Ah, here my IQ is so high I could identify your mistake. Are you ready for it?
People who fall as you say within the average of the IQ distribution do not necessarily make a population apart from those who fall outside. They may reproduce with people outside the range. Their offspring may spread across the spectrum. Many people marry outside their category just because criteria for selecting a reproduction partner are themselves extremely varied. Many men may choose a dumb woman and many women may elect to appear dumb or indeed just act dumb because of their emotional or hormonal state.

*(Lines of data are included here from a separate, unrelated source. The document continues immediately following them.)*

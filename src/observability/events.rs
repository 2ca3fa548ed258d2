//! Observable store events
//!
//! Events are explicit and typed. Each one has a stable name used as the
//! `event` field of its log line.

use std::fmt;

/// Observable events in the document store
#[derive(Debug, Clone, Copy, PartialEq, Eq)]
pub enum Event {
    // Writes
    /// Document registered into a partition
    PartitionRegister,
    /// Document deleted from a partition
    PartitionDelete,
    /// Colliding documents replaced by a new one
    PartitionReplace,

    // Reads
    /// Index/search key resolution completed
    PartitionQuery,

    // Failures
    /// Credential lacked access
    PermissionDenied,
    /// Query key rejected against the schema
    QueryRejected,
    /// Unique key collision on register
    DuplicateKey,

    // Lifecycle
    /// Configuration loaded
    ConfigLoaded,
    /// Partition seeded from a file
    PartitionSeeded,
}

impl Event {
    /// Returns the string representation
    pub fn as_str(&self) -> &'static str {
        match self {
            Event::PartitionRegister => "PARTITION_REGISTER",
            Event::PartitionDelete => "PARTITION_DELETE",
            Event::PartitionReplace => "PARTITION_REPLACE",
            Event::PartitionQuery => "PARTITION_QUERY",
            Event::PermissionDenied => "PERMISSION_DENIED",
            Event::QueryRejected => "QUERY_REJECTED",
            Event::DuplicateKey => "DUPLICATE_KEY",
            Event::ConfigLoaded => "CONFIG_LOADED",
            Event::PartitionSeeded => "PARTITION_SEEDED",
        }
    }

    /// Whether this event reports a rejected operation
    pub fn is_failure(&self) -> bool {
        matches!(
            self,
            Event::PermissionDenied | Event::QueryRejected | Event::DuplicateKey
        )
    }
}

impl fmt::Display for Event {
    fn fmt(&self, f: &mut fmt::Formatter<'_>) -> fmt::Result {
        write!(f, "{}", self.as_str())
    }
}
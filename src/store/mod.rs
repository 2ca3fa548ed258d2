//! # Document Store
//!
//! Credentialed, partition-indexed document storage.
//!
//! A partition holds documents of one kind. Each declared unique key gets a
//! one-to-one index and each searchable key a one-to-many index. Queries
//! are AND-ed lists of exact-match `QueryKey`s resolved against those
//! indexes; there are no range, OR or negation predicates.
//!
//! Every operation takes the acting `VerifyKey` explicitly and returns a
//! `StoreResult`. The partition's root key passes every access check.
//!
//! # Usage
//!
//! ```ignore
//! use stashdb::store::{AccessPolicy, DocumentStorePartition, InMemoryPartition, QueryKeys};
//!
//! let partition = InMemoryPartition::<Request>::for_document(AccessPolicy::new(root));
//! partition.register(&root, request)?;
//! let pending = partition.query_all(&root, &QueryKeys::from_obj(&STATUS_PARTITION_KEY, "pending"))?;
//! ```

mod access;
mod blob;
mod document;
mod errors;
mod index;
mod keys;
mod kv;
mod partition;
mod proxy;
mod uid;
mod value;

pub use access::{Access, AccessPolicy};
pub use blob::{BlobError, BlobResult, BlobStore, InMemoryBlobStore, PresignedUrl};
pub use document::{field_value, Document, PartitionSettings};
pub use errors::{StoreError, StoreErrorKind, StoreResult};
pub use index::{PartitionIndexes, SearchIndex, UniqueIndex};
pub use keys::{PartitionKey, QueryKey, QueryKeys, UID_PARTITION_KEY};
pub use kv::{InMemoryKeyValueStore, KeyValueStore, PartitionKvStore};
pub use partition::{split_query_keys, DocumentStorePartition, InMemoryPartition};
pub use proxy::ProxyDataset;
pub use uid::Uid;
pub use value::{FieldType, FieldValue};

There seems to be no reason to assume an advantage to being in the average, unlike for example the tendency to be gregarious if you're not a predator. Intelligence is not a trait which is easily identifiable. Many intelligent people will adopt a low profile if they feel it's in their interest, for whatever reason, including that of avoiding being conspicuously more intelligent than their neighbour, especially if it's a Nazi sympathiser.

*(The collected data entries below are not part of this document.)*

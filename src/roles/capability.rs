//! Fine-grained capability flags granted by roles

use bitflags::bitflags;

bitflags! {
    /// Independent permission bits.
    ///
    /// These are plain power-of-two flags and share nothing with role weights.
    #[derive(Debug, Clone, Copy, PartialEq, Eq, PartialOrd, Ord, Hash)]
    pub struct ServiceRoleCapability: u32 {
        const CAN_MAKE_DATA_REQUESTS = 1;
        const CAN_TRIAGE_DATA_REQUESTS = 2;
        const CAN_MANAGE_PRIVACY_BUDGET = 4;
        const CAN_CREATE_USERS = 8;
        const CAN_MANAGE_USERS = 16;
        const CAN_EDIT_ROLES = 32;
        const CAN_MANAGE_INFRASTRUCTURE = 64;
        const CAN_UPLOAD_DATA = 128;
        const CAN_UPLOAD_LEGAL_DOCUMENT = 256;
        const CAN_EDIT_DOMAIN_SETTINGS = 512;
    }
}

impl ServiceRoleCapability {
    /// Names of the set flags, lowest bit first
    pub fn names(&self) -> Vec<&'static str> {
        self.iter_names().map(|(name, _)| name).collect()
    }
}
//! Shared fixtures for integration tests

#![allow(dead_code)]

use stashdb::store::{Document, FieldType, FieldValue, PartitionKey, Uid};

pub const EMAIL: PartitionKey = PartitionKey::new("email", FieldType::String);
pub const TEAM: PartitionKey = PartitionKey::new("team", FieldType::String);
pub const ACTIVE: PartitionKey = PartitionKey::new("active", FieldType::Bool);

/// Test account with a unique email and searchable team/active flags
#[derive(Debug, Clone, PartialEq)]
pub struct Account {
    pub id: Uid,
    pub email: String,
    pub team: Option<String>,
    pub active: bool,
}

impl Account {
    pub fn new(email: &str, team: Option<&str>) -> Self {
        Self {
            id: Uid::new(),
            email: email.to_string(),
            team: team.map(str::to_string),
            active: true,
        }
    }
}

impl Document for Account {
    const KIND: &'static str = "Account";

    fn id(&self) -> Uid {
        self.id
    }

    fn unique_keys() -> &'static [PartitionKey] {
        &[EMAIL]
    }

    fn searchable_keys() -> &'static [PartitionKey] {
        &[TEAM, ACTIVE]
    }

    fn field(&self, name: &str) -> Option<FieldValue> {
        match name {
            "email" => Some(self.email.as_str().into()),
            "team" => self.team.as_deref().map(FieldValue::from),
            "active" => Some(self.active.into()),
            _ => None,
        }
    }
}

People may not want to advertise their intelligence except perhaps in modern times, where the state may come to find useful to select an elite of intelligent people, perhaps for example through higher education, and where finding a job and a better pay can sometimes depends on how smart your are. Yet, even there, it may well be that many intelligent people will just prefer to stay out of that elite. Intelligent people presumably have emotions and emotions may be more predictive of what people do in life. Unless IQ tests are biased against emotional people, as I think they are.

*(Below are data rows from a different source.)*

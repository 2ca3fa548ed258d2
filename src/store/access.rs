//! # Partition Access Policy
//!
//! Credential gating for partitions.
//!
//! ## Rules
//! - The root verify key passes every check, read or write
//! - Checks are pure functions of the policy and the caller's key
//! - With row ownership on, non-root callers only see and delete rows they registered

use std::collections::BTreeSet;

use serde::{Deserialize, Serialize};

use crate::credentials::VerifyKey;

use super::errors::{StoreError, StoreResult};

/// Who may perform one class of operation
#[derive(Debug, Clone, PartialEq, Eq, Default, Serialize, Deserialize)]
#[serde(rename_all = "snake_case")]
pub enum Access {
    /// Any credential
    #[default]
    Anyone,
    /// Only the root credential
    RootOnly,
    /// Root plus an explicit allow list
    Only(BTreeSet<VerifyKey>),
}

impl Access {
    fn permits(&self, credentials: &VerifyKey) -> bool {
        match self {
            Access::Anyone => true,
            Access::RootOnly => false,
            Access::Only(keys) => keys.contains(credentials),
        }
    }
}

/// Read/write access rules for one partition
#[derive(Debug, Clone, PartialEq, Eq)]
pub struct AccessPolicy {
    root_verify_key: VerifyKey,
    read: Access,
    write: Access,
    row_ownership: bool,
}

impl AccessPolicy {
    /// Open policy: anyone reads and writes, no row ownership
    pub fn new(root_verify_key: VerifyKey) -> Self {
        Self {
            root_verify_key,
            read: Access::Anyone,
            write: Access::Anyone,
            row_ownership: false,
        }
    }

    pub fn with_read(mut self, read: Access) -> Self {
        self.read = read;
        self
    }

    pub fn with_write(mut self, write: Access) -> Self {
        self.write = write;
        self
    }

    pub fn with_row_ownership(mut self, row_ownership: bool) -> Self {
        self.row_ownership = row_ownership;
        self
    }

    pub fn root_verify_key(&self) -> &VerifyKey {
        &self.root_verify_key
    }

    pub fn is_root(&self, credentials: &VerifyKey) -> bool {
        *credentials == self.root_verify_key
    }

    pub fn row_ownership(&self) -> bool {
        self.row_ownership
    }

    pub fn can_read(&self, credentials: &VerifyKey) -> bool {
        self.is_root(credentials) || self.read.permits(credentials)
    }

    pub fn can_write(&self, credentials: &VerifyKey) -> bool {
        self.is_root(credentials) || self.write.permits(credentials)
    }

    /// Whether `credentials` may see or remove a row registered by `owner`
    pub fn owns_row(&self, credentials: &VerifyKey, owner: &VerifyKey) -> bool {
        !self.row_ownership || self.is_root(credentials) || credentials == owner
    }

    pub fn check_read(&self, credentials: &VerifyKey, partition: &str) -> StoreResult<()> {
        if self.can_read(credentials) {
            Ok(())
        } else {
            Err(StoreError::permission_denied(format!(
                "{} may not read partition {}",
                credentials, partition
            )))
        }
    }

    pub fn check_write(&self, credentials: &VerifyKey, partition: &str) -> StoreResult<()> {
        if self.can_write(credentials) {
            Ok(())
        } else {
            Err(StoreError::permission_denied(format!(
                "{} may not write partition {}",
                credentials, partition
            )))
        }
    }
}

And it's not a sign of intelligence to insist on wearing your better intelligence on your sleeve, including in business.
On the other side, many idiots may be intelligent enough to make sure they appear more intelligent than they are. I'm not even convinced we're too good at judging intelligence in others. There are too many social, cultural, ethnic, gender-based prejudices to skew your judgement.
You would have a point if intelligence was somehow correlated with any number of pathologies, deficiencies, inadaptations etc., and then only if those had an effect on the ability to reproduce. Many famously bright people were also epileptic, for example. Well, apparently they still managed to do well enough to become famous to begin with, like Julius Caesar for instance.
I think the mistake is to conceive of the population in the average range as a kind of huddled mass of people living and reproducing together, and people on the outside of the range as isolated and maladjusted individuals with a red mark on their forehead saying "Loonie, Beware". The reality seems to be that there are all sort of reproductive strategies, and more importantly, that those strategies trump any rational strategy to select your partner on the basis mainly similarity of intelligence. This in my view prevent each group from constituting a population appart from the rest.
Well, I'm running out of arguments here. I hope this will be enough to convince you.